Hi, cheers for the comments, the weight shouldn't be to much of a problem as my enclosure is spred over 7 Joyce rite where they meet the brick work they are sat on. Preferably im looking at a mold/tub 3ft x 4ft so it fits in the encloser therfore I'm not altering the set-up and security so won't need a second inspection. I think the carp ponds are good idea ill look now.

Cheers
Seb


----------



## chondro13 (Aug 18, 2008)

sharpstrain said:


> really - would have thought that a secure and reliable enclosure would be a minimum requirement


Well, every viv has to be locked and that has to be contained within a locked room - as thats a public liability requirement. But the council dont actually mention this or have any specific guidelines in place. 



ChopChop said:


> Hi, cheers for the comments, the weight shouldn't be to much of a problem as my enclosure is spred over 7 Joyce rite where they meet the brick work they are sat on. Preferably im looking at a mold/tub 3ft x 4ft so it fits in the encloser therfore I'm not altering the set-up and security so won't need a second inspection. I think the carp ponds are good idea ill look now.
> 
> Cheers
> Seb


Sounds good!!:no1:


----------



## chapmand (Feb 3, 2011)

what size is your enclosure mate? il be applying for dwa in a couple of month? fingers crossed it all goes smoothly


----------



## kaimarion (Dec 31, 2007)

I had a look about and found this website hopefully you'll find something of use on there  .

Just click right here


----------



## ermgravy (Sep 19, 2009)

Hi, when custom making large fish tanks (1000gal+ us), myself and lots of members on monsterfishkeepers used plywood, then epoxy it with boat builders epoxy and then varnish it over to seal it off... very strong, very robust, very sealed...
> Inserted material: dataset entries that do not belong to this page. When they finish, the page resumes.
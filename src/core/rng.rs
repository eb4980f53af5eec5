//! Random decisions for a session: seating shuffles, elimination trials,
//! and elimination style picks.
//!
//! ## Key Features
//!
//! - **Pluggable**: the roster and controller only see [`RandomSource`],
//!   so tests can script every trial
//! - **Deterministic**: [`SessionRng`] with the same seed produces the same
//!   seating and the same eliminations
//!
//! ```
//! use survivor::core::{RandomSource, SessionRng};
//!
//! let mut rng = SessionRng::new(42);
//!
//! // 1-in-1 always succeeds
//! assert!(rng.trial_succeeds(1));
//!
//! // Same seed, same seating
//! let names = ["Alice", "Bob", "Carol"];
//! let a = SessionRng::new(7).permutation(&names);
//! let b = SessionRng::new(7).permutation(&names);
//! assert_eq!(a, b);
//! ```

use std::collections::VecDeque;

use rand::{Rng, SeedableRng};
use rand_chacha::ChaCha8Rng;

/// Source of every random decision the engine makes.
///
/// Implementations must give independent results per call; the roster calls
/// `trial_succeeds` once per survivor per round.
pub trait RandomSource {
    /// Uniform integer in `min..=max`. Reversed bounds are swapped.
    fn integer_in_range(&mut self, min: i64, max: i64) -> i64;

    /// Uniform choice from a slice. `None` only for an empty slice.
    fn pick_one<'a, T>(&mut self, items: &'a [T]) -> Option<&'a T>;

    /// Same multiset of elements in randomized order.
    fn permutation<T: Clone>(&mut self, items: &[T]) -> Vec<T>;

    /// True with probability `1/n`. `n <= 1` always succeeds.
    fn trial_succeeds(&mut self, n: u32) -> bool;
}

/// Seeded RNG used by real sessions.
///
/// Uses ChaCha8 for speed while keeping high quality randomness.
#[derive(Clone, Debug)]
pub struct SessionRng {
    inner: ChaCha8Rng,
    seed: u64,
}

impl SessionRng {
    /// Create a new RNG with the given seed.
    #[must_use]
    pub fn new(seed: u64) -> Self {
        Self {
            inner: ChaCha8Rng::seed_from_u64(seed),
            seed,
        }
    }

    /// Create an RNG seeded from OS entropy.
    #[must_use]
    pub fn from_entropy() -> Self {
        Self::new(rand::thread_rng().gen())
    }

    /// Seed this RNG was created from.
    #[must_use]
    pub fn seed(&self) -> u64 {
        self.seed
    }
}

impl RandomSource for SessionRng {
    fn integer_in_range(&mut self, min: i64, max: i64) -> i64 {
        let (lo, hi) = if min <= max { (min, max) } else { (max, min) };
        self.inner.gen_range(lo..=hi)
    }

    fn pick_one<'a, T>(&mut self, items: &'a [T]) -> Option<&'a T> {
        use rand::seq::SliceRandom;
        items.choose(&mut self.inner)
    }

    fn permutation<T: Clone>(&mut self, items: &[T]) -> Vec<T> {
        use rand::seq::SliceRandom;
        let mut shuffled = items.to_vec();
        shuffled.shuffle(&mut self.inner);
        shuffled
    }

    fn trial_succeeds(&mut self, n: u32) -> bool {
        if n <= 1 {
            return true;
        }
        self.inner.gen_range(0..n) == 0
    }
}

/// Scripted source for tests and replays.
///
/// Trials pop from a queue and fall back to `fallback` once it is empty.
/// Permutations keep input order and picks take the first element.
#[derive(Clone, Debug, Default)]
pub struct ScriptedRandom {
    trials: VecDeque<bool>,
    fallback: bool,
}

impl ScriptedRandom {
    /// Every trial returns `outcome`.
    #[must_use]
    pub fn always(outcome: bool) -> Self {
        Self {
            trials: VecDeque::new(),
            fallback: outcome,
        }
    }

    /// Trials follow `script`, then return `fallback`.
    #[must_use]
    pub fn with_trials(script: impl IntoIterator<Item = bool>, fallback: bool) -> Self {
        Self {
            trials: script.into_iter().collect(),
            fallback,
        }
    }
}

impl RandomSource for ScriptedRandom {
    fn integer_in_range(&mut self, min: i64, max: i64) -> i64 {
        min.min(max)
    }

    fn pick_one<'a, T>(&mut self, items: &'a [T]) -> Option<&'a T> {
        items.first()
    }

    fn permutation<T: Clone>(&mut self, items: &[T]) -> Vec<T> {
        items.to_vec()
    }

    fn trial_succeeds(&mut self, _n: u32) -> bool {
        self.trials.pop_front().unwrap_or(self.fallback)
    }
}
if not custom... then plastic koi vats???


----------



## ChopChop (Mar 18, 2011)

ermgravy said:


> Hi, when custom making large fish tanks (1000gal+ us), myself and lots of members on monsterfishkeepers used plywood, then epoxy it with boat builders epoxy and then varnish it over to seal it off... very strong, very robust, very sealed...
> 
> if not custom... then plastic koi vats???


I'll look into that thanks


----------